[Items listed in a dataset]

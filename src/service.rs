//! OrderLifecycleService - order creation, pricing, transitions, ratings,
//! and read projections
//!
//! Business logic lives here, separate from the HTTP handlers. Every
//! mutation validates fully before any field changes, then goes through the
//! store's per-order locked update.

use std::sync::Arc;

use chrono::Utc;
use rust_decimal::{Decimal, RoundingStrategy};

use crate::catalog::Catalog;
use crate::directory::{Directory, Personnel};
use crate::error::{ServiceError, ServiceResult};
use crate::lifecycle;
use crate::models::{Order, OrderItem, OrderStatus, ServiceType};
use crate::pricing;
use crate::store::OrderStore;

/// Inputs for [`OrderLifecycleService::create`]. Item lines carry no price;
/// the service resolves unit prices from the catalog and freezes them.
#[derive(Debug, Clone)]
pub struct OrderDraft {
    pub student_id: u64,
    pub personnel_id: u64,
    pub items: Vec<DraftItem>,
    pub service_type: ServiceType,
    pub urgency_days: u8,
    pub pickup_location: String,
    pub photo_url: Option<String>,
}

#[derive(Debug, Clone)]
pub struct DraftItem {
    pub item_type: String,
    pub quantity: u32,
}

/// Completed-count and earnings rollup for one personnel.
#[derive(Debug, Clone, PartialEq, Eq)]
pub struct PersonnelWorkStats {
    pub completed_orders: u64,
    pub total_earnings: Decimal,
}

pub struct OrderLifecycleService {
    store: OrderStore,
    directory: Arc<Directory>,
    catalog: Catalog,
}

impl OrderLifecycleService {
    pub fn new(directory: Arc<Directory>, catalog: Catalog) -> Self {
        Self {
            store: OrderStore::new(),
            directory,
            catalog,
        }
    }

    pub fn directory(&self) -> &Directory {
        &self.directory
    }

    pub fn catalog(&self) -> &Catalog {
        &self.catalog
    }

    // ------------------------------------------------------------------
    // Mutations
    // ------------------------------------------------------------------

    /// Create an order in PENDING with the personnel the student selected.
    pub fn create(&self, draft: OrderDraft) -> ServiceResult<Order> {
        if draft.items.is_empty() {
            return Err(ServiceError::validation("order must contain at least one item"));
        }
        for item in &draft.items {
            if item.quantity < 1 {
                return Err(ServiceError::validation(format!(
                    "quantity for {} must be at least 1",
                    item.item_type
                )));
            }
            if !self.catalog.contains(&item.item_type) {
                return Err(ServiceError::validation(format!(
                    "unknown item type: {}",
                    item.item_type
                )));
            }
        }
        match (draft.service_type, draft.urgency_days) {
            (ServiceType::Urgent, 1 | 2) => {}
            (ServiceType::Normal, 3) => {}
            (ServiceType::Urgent, d) => {
                return Err(ServiceError::validation(format!(
                    "URGENT service requires 1 or 2 urgency days, got {}",
                    d
                )));
            }
            (ServiceType::Normal, d) => {
                return Err(ServiceError::validation(format!(
                    "NORMAL service implies 3 urgency days, got {}",
                    d
                )));
            }
        }
        if draft.pickup_location.trim().is_empty() {
            return Err(ServiceError::validation("pickup location must not be empty"));
        }
        if !self.directory.has_student(draft.student_id) {
            return Err(ServiceError::student_not_found(draft.student_id));
        }
        if !self.directory.has_personnel(draft.personnel_id) {
            return Err(ServiceError::personnel_not_found(draft.personnel_id));
        }

        // Freeze unit prices from the catalog as of now.
        let items: Vec<OrderItem> = draft
            .items
            .iter()
            .map(|d| OrderItem {
                item_type: d.item_type.clone(),
                quantity: d.quantity,
                // contains() was checked above
                price_per_item: self.catalog.unit_price(&d.item_type).unwrap_or_default(),
            })
            .collect();
        let total_price = pricing::total_price(&items, draft.urgency_days);

        let now = Utc::now();
        let order = Order {
            id: self.store.next_order_id(),
            student_id: draft.student_id,
            personnel_id: Some(draft.personnel_id),
            items,
            service_type: draft.service_type,
            urgency_days: draft.urgency_days,
            total_price,
            status: OrderStatus::Pending,
            pickup_location: draft.pickup_location,
            rejection_reason: None,
            photo_url: draft.photo_url,
            student_rating: None,
            created_at: now,
            updated_at: now,
            accepted_at: None,
            collection_at: None,
            washing_at: None,
            ironing_at: None,
            completed_at: None,
        };
        self.store.insert(order.clone());
        tracing::info!(
            order_id = order.id,
            student_id = order.student_id,
            total = %order.total_price,
            "order created"
        );
        Ok(order)
    }

    /// Accept a PENDING order, binding it to the accepting personnel.
    pub fn accept(&self, order_id: u64, personnel_id: u64) -> ServiceResult<Order> {
        if !self.directory.has_personnel(personnel_id) {
            return Err(ServiceError::personnel_not_found(personnel_id));
        }
        let order = self.store.update(order_id, |order| {
            if order.status != OrderStatus::Pending {
                return Err(ServiceError::InvalidTransition {
                    from: order.status,
                    to: OrderStatus::Accepted,
                });
            }
            let now = Utc::now();
            order.status = OrderStatus::Accepted;
            order.personnel_id = Some(personnel_id);
            order.accepted_at = Some(now);
            order.updated_at = now;
            Ok(())
        })?;
        tracing::info!(order_id, personnel_id, "order accepted");
        Ok(order)
    }

    /// Reject a PENDING order with a non-empty reason. Terminal.
    pub fn reject(&self, order_id: u64, reason: &str) -> ServiceResult<Order> {
        if reason.trim().is_empty() {
            return Err(ServiceError::validation("rejection reason must not be empty"));
        }
        let order = self.store.update(order_id, |order| {
            if order.status != OrderStatus::Pending {
                return Err(ServiceError::InvalidTransition {
                    from: order.status,
                    to: OrderStatus::Rejected,
                });
            }
            order.status = OrderStatus::Rejected;
            order.rejection_reason = Some(reason.trim().to_string());
            order.updated_at = Utc::now();
            Ok(())
        })?;
        tracing::info!(order_id, "order rejected");
        Ok(order)
    }

    /// Advance to the single next stage of the post-acceptance chain.
    ///
    /// ACCEPTED and REJECTED are reachable only through `accept`/`reject`,
    /// which carry their extra fields; requesting them here fails like any
    /// other off-table transition.
    pub fn advance_status(&self, order_id: u64, requested: OrderStatus) -> ServiceResult<Order> {
        if matches!(requested, OrderStatus::Accepted | OrderStatus::Rejected) {
            let current = self.store.get(order_id)?.status;
            return Err(ServiceError::InvalidTransition {
                from: current,
                to: requested,
            });
        }
        let order = self.store.update(order_id, |order| {
            if !lifecycle::is_valid_transition(order.status, requested) {
                return Err(ServiceError::InvalidTransition {
                    from: order.status,
                    to: requested,
                });
            }
            let now = Utc::now();
            order.status = requested;
            match requested {
                OrderStatus::PendingCollection => order.collection_at = Some(now),
                OrderStatus::Washing => order.washing_at = Some(now),
                OrderStatus::Ironing => order.ironing_at = Some(now),
                OrderStatus::Done => order.completed_at = Some(now),
                _ => {}
            }
            order.updated_at = now;
            Ok(())
        })?;
        tracing::info!(order_id, status = %requested, "order status advanced");
        Ok(order)
    }

    /// Attach a 1-5 star rating to a DONE order, exactly once, by its owner.
    /// Recomputes the personnel's running average afterwards.
    pub fn rate(&self, order_id: u64, student_id: u64, stars: u8) -> ServiceResult<Order> {
        if !(1..=5).contains(&stars) {
            return Err(ServiceError::validation("rating must be between 1 and 5"));
        }
        let order = self.store.update(order_id, |order| {
            if order.student_id != student_id {
                return Err(ServiceError::validation(
                    "only the ordering student may rate this order",
                ));
            }
            if order.status != OrderStatus::Done {
                return Err(ServiceError::InvalidTransition {
                    from: order.status,
                    to: OrderStatus::Done,
                });
            }
            if order.student_rating.is_some() {
                return Err(ServiceError::AlreadyRated(order.id));
            }
            order.student_rating = Some(stars);
            Ok(())
        })?;

        if let Some(personnel_id) = order.personnel_id {
            self.refresh_personnel_rating(personnel_id);
        }
        tracing::info!(order_id, stars, "order rated");
        Ok(order)
    }

    fn refresh_personnel_rating(&self, personnel_id: u64) {
        let rated: Vec<u8> = self
            .store
            .filter(|o| {
                o.personnel_id == Some(personnel_id) && o.status == OrderStatus::Done
            })
            .iter()
            .filter_map(|o| o.student_rating)
            .collect();
        if rated.is_empty() {
            return;
        }
        let sum: u32 = rated.iter().map(|&s| u32::from(s)).sum();
        let avg = (Decimal::from(sum) / Decimal::from(rated.len() as u32))
            .round_dp_with_strategy(2, RoundingStrategy::MidpointAwayFromZero);
        self.directory.set_personnel_rating(personnel_id, avg);
    }

    // ------------------------------------------------------------------
    // Read projections (no mutation)
    // ------------------------------------------------------------------

    pub fn order_details(&self, order_id: u64) -> ServiceResult<Order> {
        self.store.get(order_id)
    }

    /// A student's orders, newest first.
    pub fn list_for_student(&self, student_id: u64) -> Vec<Order> {
        let mut orders = self.store.filter(|o| o.student_id == student_id);
        sort_newest_first(&mut orders);
        orders
    }

    /// A personnel's orders, optionally filtered by status, newest first.
    pub fn list_for_personnel(
        &self,
        personnel_id: u64,
        status_filter: Option<OrderStatus>,
    ) -> Vec<Order> {
        let mut orders = self.store.filter(|o| {
            o.personnel_id == Some(personnel_id)
                && status_filter.map_or(true, |s| o.status == s)
        });
        sort_newest_first(&mut orders);
        orders
    }

    /// The all-personnel queue of PENDING orders, newest first.
    pub fn pending_orders(&self) -> Vec<Order> {
        let mut orders = self.store.filter(|o| o.status == OrderStatus::Pending);
        sort_newest_first(&mut orders);
        orders
    }

    /// A personnel's orders between acceptance and completion.
    pub fn in_progress_orders(&self, personnel_id: u64) -> Vec<Order> {
        let mut orders = self.store.filter(|o| {
            o.personnel_id == Some(personnel_id)
                && matches!(
                    o.status,
                    OrderStatus::Accepted
                        | OrderStatus::PendingCollection
                        | OrderStatus::Washing
                        | OrderStatus::Ironing
                )
        });
        sort_newest_first(&mut orders);
        orders
    }

    pub fn completed_orders(&self, personnel_id: u64) -> Vec<Order> {
        self.list_for_personnel(personnel_id, Some(OrderStatus::Done))
    }

    /// Last 10 orders across the campus, newest first.
    pub fn recent_orders(&self) -> Vec<Order> {
        let mut orders = self.store.all();
        sort_newest_first(&mut orders);
        orders.truncate(10);
        orders
    }

    pub fn all_orders(&self) -> Vec<Order> {
        let mut orders = self.store.all();
        sort_newest_first(&mut orders);
        orders
    }

    /// Personnel picker for students, best-rated first.
    pub fn list_personnel(&self) -> Vec<Personnel> {
        self.directory.personnel_by_rating()
    }

    /// Completed count and DONE earnings for one personnel.
    pub fn personnel_stats(&self, personnel_id: u64) -> ServiceResult<PersonnelWorkStats> {
        if !self.directory.has_personnel(personnel_id) {
            return Err(ServiceError::personnel_not_found(personnel_id));
        }
        let done = self
            .store
            .filter(|o| o.personnel_id == Some(personnel_id) && o.status == OrderStatus::Done);
        Ok(PersonnelWorkStats {
            completed_orders: done.len() as u64,
            total_earnings: done.iter().map(|o| o.total_price).sum(),
        })
    }

    /// Orders currently held, without snapshotting them.
    pub fn order_count(&self) -> usize {
        self.store.len()
    }

    pub(crate) fn snapshot(&self) -> Vec<Order> {
        self.store.all()
    }
}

=== AIM OF THE TASK ===
Your task is to quote, without any alteration, the lines running from the top of the records to the line that holds "goes through the", both included.

=== EXERCISE RESPONSE ===
filename src/service.rs
//! OrderLifecycleService - order creation, pricing, transitions, ratings,
//! and read projections
//!
//! Business logic lives here, separate from the HTTP handlers. Every
//! mutation validates fully before any field changes, then goes through the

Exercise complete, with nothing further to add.